Stored items

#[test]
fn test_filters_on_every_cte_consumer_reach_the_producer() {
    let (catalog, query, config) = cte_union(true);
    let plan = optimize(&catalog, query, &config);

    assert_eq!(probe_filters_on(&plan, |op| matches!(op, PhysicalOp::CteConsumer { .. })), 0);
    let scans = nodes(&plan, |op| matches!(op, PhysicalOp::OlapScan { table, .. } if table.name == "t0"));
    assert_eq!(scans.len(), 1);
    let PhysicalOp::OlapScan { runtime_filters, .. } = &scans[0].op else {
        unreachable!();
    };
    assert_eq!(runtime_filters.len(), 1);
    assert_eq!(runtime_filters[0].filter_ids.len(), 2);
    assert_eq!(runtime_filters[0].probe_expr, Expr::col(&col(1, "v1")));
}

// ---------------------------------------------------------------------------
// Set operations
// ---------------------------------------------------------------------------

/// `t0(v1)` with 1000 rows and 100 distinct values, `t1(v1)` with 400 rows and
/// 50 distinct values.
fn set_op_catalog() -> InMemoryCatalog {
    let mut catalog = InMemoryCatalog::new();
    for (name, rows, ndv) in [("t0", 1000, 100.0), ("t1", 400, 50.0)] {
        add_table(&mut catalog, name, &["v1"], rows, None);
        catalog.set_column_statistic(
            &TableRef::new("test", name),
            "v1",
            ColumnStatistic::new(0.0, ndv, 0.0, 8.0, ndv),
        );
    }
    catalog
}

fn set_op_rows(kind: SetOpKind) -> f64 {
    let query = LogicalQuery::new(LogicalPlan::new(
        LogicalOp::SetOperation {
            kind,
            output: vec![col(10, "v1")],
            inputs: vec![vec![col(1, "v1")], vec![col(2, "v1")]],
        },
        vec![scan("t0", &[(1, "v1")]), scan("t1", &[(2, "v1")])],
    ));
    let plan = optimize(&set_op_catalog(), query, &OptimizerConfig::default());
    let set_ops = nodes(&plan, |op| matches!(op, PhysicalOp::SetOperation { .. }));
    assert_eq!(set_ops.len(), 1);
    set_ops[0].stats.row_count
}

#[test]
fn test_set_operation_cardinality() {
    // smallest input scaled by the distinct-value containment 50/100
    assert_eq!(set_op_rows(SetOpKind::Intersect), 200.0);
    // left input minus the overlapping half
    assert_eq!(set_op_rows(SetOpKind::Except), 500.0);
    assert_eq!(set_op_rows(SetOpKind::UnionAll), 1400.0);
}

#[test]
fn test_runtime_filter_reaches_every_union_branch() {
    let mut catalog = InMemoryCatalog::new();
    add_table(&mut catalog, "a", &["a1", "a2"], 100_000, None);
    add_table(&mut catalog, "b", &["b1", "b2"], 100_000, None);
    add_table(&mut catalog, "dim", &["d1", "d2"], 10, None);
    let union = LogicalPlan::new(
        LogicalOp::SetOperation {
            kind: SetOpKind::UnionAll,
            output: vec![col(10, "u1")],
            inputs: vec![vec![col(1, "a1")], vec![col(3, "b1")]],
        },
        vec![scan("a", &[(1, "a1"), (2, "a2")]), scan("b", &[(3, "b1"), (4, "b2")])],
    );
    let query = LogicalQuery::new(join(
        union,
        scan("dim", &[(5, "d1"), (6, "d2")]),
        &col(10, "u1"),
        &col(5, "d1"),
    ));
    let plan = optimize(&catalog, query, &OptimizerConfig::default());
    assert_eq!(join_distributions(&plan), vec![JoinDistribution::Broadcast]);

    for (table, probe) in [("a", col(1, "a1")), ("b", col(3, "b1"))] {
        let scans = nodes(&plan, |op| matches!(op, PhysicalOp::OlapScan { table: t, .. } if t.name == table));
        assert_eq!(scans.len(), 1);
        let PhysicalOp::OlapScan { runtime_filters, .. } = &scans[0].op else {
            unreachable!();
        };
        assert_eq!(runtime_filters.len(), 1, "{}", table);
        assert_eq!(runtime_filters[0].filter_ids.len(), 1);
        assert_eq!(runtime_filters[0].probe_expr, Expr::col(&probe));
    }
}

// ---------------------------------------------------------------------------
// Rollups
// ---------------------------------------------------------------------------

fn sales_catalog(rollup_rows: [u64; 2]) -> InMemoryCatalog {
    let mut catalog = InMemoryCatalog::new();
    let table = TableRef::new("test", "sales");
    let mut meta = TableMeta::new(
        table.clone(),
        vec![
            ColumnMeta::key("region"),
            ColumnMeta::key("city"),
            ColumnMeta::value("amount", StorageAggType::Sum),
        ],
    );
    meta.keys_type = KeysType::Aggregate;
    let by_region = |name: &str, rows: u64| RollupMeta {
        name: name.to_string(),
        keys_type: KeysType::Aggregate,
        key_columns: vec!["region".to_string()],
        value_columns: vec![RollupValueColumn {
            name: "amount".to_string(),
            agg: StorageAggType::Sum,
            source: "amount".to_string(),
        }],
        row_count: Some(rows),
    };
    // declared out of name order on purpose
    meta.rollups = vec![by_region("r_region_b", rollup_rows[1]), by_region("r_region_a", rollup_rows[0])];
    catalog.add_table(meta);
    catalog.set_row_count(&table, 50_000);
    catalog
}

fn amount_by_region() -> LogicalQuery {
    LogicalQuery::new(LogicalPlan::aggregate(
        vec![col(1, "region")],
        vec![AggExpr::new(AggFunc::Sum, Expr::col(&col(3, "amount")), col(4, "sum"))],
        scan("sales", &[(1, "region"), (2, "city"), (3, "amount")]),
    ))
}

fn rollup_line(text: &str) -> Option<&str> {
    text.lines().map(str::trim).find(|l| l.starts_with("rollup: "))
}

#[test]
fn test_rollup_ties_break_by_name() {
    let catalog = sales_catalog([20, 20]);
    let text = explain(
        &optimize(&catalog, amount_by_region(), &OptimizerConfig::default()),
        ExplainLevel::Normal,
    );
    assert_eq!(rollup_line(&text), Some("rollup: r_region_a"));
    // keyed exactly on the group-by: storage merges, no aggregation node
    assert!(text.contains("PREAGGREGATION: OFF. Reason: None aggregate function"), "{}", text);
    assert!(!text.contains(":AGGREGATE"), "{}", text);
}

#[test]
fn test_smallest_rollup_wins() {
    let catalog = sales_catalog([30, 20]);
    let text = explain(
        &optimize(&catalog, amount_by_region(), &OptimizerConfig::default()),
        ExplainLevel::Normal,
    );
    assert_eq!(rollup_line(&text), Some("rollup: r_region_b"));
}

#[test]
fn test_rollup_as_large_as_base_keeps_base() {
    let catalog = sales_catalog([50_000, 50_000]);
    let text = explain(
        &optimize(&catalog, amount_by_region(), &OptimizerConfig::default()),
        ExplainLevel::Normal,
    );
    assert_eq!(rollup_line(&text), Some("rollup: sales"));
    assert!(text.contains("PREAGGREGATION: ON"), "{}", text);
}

==

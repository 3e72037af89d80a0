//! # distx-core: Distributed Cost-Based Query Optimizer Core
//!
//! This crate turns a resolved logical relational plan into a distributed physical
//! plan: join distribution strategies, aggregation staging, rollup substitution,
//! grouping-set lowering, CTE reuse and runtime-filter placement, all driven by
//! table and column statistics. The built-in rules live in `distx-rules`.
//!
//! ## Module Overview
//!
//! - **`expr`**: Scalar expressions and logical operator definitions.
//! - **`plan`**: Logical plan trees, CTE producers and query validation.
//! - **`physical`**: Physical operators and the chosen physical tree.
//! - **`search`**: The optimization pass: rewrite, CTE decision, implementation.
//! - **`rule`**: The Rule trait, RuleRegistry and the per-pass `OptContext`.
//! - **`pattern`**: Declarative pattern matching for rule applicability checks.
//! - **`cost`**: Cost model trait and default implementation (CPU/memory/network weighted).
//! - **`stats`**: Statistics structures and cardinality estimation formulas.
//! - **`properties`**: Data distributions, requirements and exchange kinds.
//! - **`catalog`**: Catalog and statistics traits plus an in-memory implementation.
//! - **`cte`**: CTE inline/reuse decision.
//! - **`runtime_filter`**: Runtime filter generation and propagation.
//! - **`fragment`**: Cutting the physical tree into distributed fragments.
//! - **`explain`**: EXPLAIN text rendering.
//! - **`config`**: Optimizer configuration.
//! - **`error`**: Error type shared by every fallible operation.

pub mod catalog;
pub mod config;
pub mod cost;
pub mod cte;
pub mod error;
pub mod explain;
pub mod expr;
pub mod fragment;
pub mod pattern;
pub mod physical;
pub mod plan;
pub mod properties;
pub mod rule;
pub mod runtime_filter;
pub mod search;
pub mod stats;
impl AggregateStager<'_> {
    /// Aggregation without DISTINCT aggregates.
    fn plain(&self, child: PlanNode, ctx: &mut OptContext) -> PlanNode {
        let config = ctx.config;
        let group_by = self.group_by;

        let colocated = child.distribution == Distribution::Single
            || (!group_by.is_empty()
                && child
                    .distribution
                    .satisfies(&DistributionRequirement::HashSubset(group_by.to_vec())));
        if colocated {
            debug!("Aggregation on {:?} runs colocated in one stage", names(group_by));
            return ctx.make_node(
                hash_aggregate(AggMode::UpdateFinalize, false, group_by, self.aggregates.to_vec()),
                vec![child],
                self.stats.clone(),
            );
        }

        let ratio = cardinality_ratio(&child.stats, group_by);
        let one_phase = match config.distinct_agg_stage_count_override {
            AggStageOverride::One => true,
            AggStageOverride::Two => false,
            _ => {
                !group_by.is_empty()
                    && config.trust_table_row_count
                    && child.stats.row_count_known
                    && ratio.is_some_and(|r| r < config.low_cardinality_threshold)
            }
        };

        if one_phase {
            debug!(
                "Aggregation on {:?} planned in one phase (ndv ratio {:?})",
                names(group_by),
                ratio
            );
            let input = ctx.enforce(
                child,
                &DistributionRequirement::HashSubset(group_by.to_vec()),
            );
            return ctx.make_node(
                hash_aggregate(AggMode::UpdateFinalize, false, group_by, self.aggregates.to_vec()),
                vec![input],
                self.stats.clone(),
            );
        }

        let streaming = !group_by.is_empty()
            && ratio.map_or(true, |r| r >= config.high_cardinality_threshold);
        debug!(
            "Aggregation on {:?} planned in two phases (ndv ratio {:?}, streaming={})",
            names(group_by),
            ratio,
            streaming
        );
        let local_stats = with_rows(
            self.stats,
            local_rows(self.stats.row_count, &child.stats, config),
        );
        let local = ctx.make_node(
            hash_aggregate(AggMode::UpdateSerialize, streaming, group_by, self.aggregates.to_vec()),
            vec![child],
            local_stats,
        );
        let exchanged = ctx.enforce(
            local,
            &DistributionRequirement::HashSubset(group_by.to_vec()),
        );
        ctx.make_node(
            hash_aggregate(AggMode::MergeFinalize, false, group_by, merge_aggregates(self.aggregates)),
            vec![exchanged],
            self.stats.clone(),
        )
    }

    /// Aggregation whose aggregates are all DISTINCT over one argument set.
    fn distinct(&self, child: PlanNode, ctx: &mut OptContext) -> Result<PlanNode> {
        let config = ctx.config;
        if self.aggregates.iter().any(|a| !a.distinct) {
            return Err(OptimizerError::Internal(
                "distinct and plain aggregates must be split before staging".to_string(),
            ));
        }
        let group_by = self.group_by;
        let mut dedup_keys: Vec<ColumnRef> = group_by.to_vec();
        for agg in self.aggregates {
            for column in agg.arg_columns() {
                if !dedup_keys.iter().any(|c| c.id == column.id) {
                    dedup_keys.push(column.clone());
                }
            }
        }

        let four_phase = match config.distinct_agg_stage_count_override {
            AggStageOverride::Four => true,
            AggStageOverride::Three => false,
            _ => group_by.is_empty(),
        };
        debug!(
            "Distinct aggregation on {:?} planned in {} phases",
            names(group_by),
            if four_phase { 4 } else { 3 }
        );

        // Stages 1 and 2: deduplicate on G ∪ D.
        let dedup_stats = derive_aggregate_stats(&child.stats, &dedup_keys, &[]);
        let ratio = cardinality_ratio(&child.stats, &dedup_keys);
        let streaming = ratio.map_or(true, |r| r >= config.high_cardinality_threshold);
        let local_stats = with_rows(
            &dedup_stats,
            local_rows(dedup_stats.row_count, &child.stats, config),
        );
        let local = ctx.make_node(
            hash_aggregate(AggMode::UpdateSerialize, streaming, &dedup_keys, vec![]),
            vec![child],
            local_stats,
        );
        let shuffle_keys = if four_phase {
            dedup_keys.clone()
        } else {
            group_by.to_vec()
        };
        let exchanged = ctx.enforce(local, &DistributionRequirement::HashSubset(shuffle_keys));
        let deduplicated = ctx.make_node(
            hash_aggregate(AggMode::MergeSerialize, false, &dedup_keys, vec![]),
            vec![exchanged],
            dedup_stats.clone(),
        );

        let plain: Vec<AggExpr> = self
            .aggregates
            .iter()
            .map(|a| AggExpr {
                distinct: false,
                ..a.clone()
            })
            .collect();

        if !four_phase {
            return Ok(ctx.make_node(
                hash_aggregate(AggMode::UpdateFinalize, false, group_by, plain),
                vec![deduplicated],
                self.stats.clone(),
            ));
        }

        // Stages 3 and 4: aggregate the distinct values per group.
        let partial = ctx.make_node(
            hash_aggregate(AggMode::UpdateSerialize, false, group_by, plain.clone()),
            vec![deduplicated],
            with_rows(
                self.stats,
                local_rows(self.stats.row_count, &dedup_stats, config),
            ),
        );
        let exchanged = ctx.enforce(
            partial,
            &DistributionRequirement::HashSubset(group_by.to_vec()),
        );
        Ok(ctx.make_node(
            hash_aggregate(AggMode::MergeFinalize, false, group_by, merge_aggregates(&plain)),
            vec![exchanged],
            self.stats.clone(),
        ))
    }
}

• Description of the task
Only the number is wanted here. Please work out how many lines of the records contain "DistributionRequirement".

• Answer for this exercise
5